== Segment start ==

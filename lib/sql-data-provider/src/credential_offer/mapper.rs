use std::str::FromStr;

use issuer_core::model::credential_offer::{CredentialOffer, UpdateCredentialOfferRequest};
use issuer_core::repository::error::DataLayerError;
use sea_orm::{NotSet, Set};
use time::OffsetDateTime;
use uuid::Uuid;

use crate::entity::credential_offer;

impl TryFrom<CredentialOffer> for credential_offer::ActiveModel {
    type Error = DataLayerError;

    fn try_from(value: CredentialOffer) -> Result<Self, DataLayerError> {
        let credential_configuration_ids = serde_json::to_value(value.credential_configuration_ids)
            .map_err(|_| DataLayerError::MappingError)?;

        Ok(Self {
            id: Set(value.id),
            created_date: Set(value.created_date),
            last_modified: Set(value.last_modified),
            state: Set(value.state.into()),
            credential_configuration_ids: Set(credential_configuration_ids),
            offer_data: Set(value.offer_data),
            credential_metadata: Set(value.credential_metadata),
            access_token: Set(value.access_token.map(|token| token.to_string())),
            token_expiration_timestamp: Set(value.token_expiration_timestamp),
            nonce: Set(value.nonce.to_string()),
            offer_expiration_timestamp: Set(value.offer_expiration_timestamp),
            credential_valid_from: Set(value.credential_valid_from),
            credential_valid_until: Set(value.credential_valid_until),
        })
    }
}

impl TryFrom<credential_offer::Model> for CredentialOffer {
    type Error = DataLayerError;

    fn try_from(value: credential_offer::Model) -> Result<Self, DataLayerError> {
        let credential_configuration_ids =
            serde_json::from_value(value.credential_configuration_ids)
                .map_err(|_| DataLayerError::MappingError)?;

        Ok(Self {
            id: value.id,
            created_date: value.created_date,
            last_modified: value.last_modified,
            state: value.state.into(),
            credential_configuration_ids,
            offer_data: value.offer_data,
            credential_metadata: value.credential_metadata,
            access_token: value
                .access_token
                .as_deref()
                .map(Uuid::from_str)
                .transpose()?,
            token_expiration_timestamp: value.token_expiration_timestamp,
            nonce: Uuid::from_str(&value.nonce)?,
            offer_expiration_timestamp: value.offer_expiration_timestamp,
            credential_valid_from: value.credential_valid_from,
            credential_valid_until: value.credential_valid_until,
            status_list_slots: None,
        })
    }
}

pub(super) fn transition_active_model(
    request: UpdateCredentialOfferRequest,
    now: OffsetDateTime,
) -> credential_offer::ActiveModel {
    credential_offer::ActiveModel {
        last_modified: Set(now),
        state: Set(request.state.into()),
        access_token: Set(request.access_token.map(|token| token.to_string())),
        token_expiration_timestamp: Set(request.token_expiration_timestamp),
        offer_data: if request.clear_offer_data {
            Set(None)
        } else {
            NotSet
        },
        ..Default::default()
    }
}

== Segment end ==

• [DESCRIPTION OF THE TASK]
Copy all lines of the records in which the string "MappingError" can be found.

• [RESULT OF THIS TASK]
            .map_err(|_| DataLayerError::MappingError)?;
                .map_err(|_| DataLayerError::MappingError)?;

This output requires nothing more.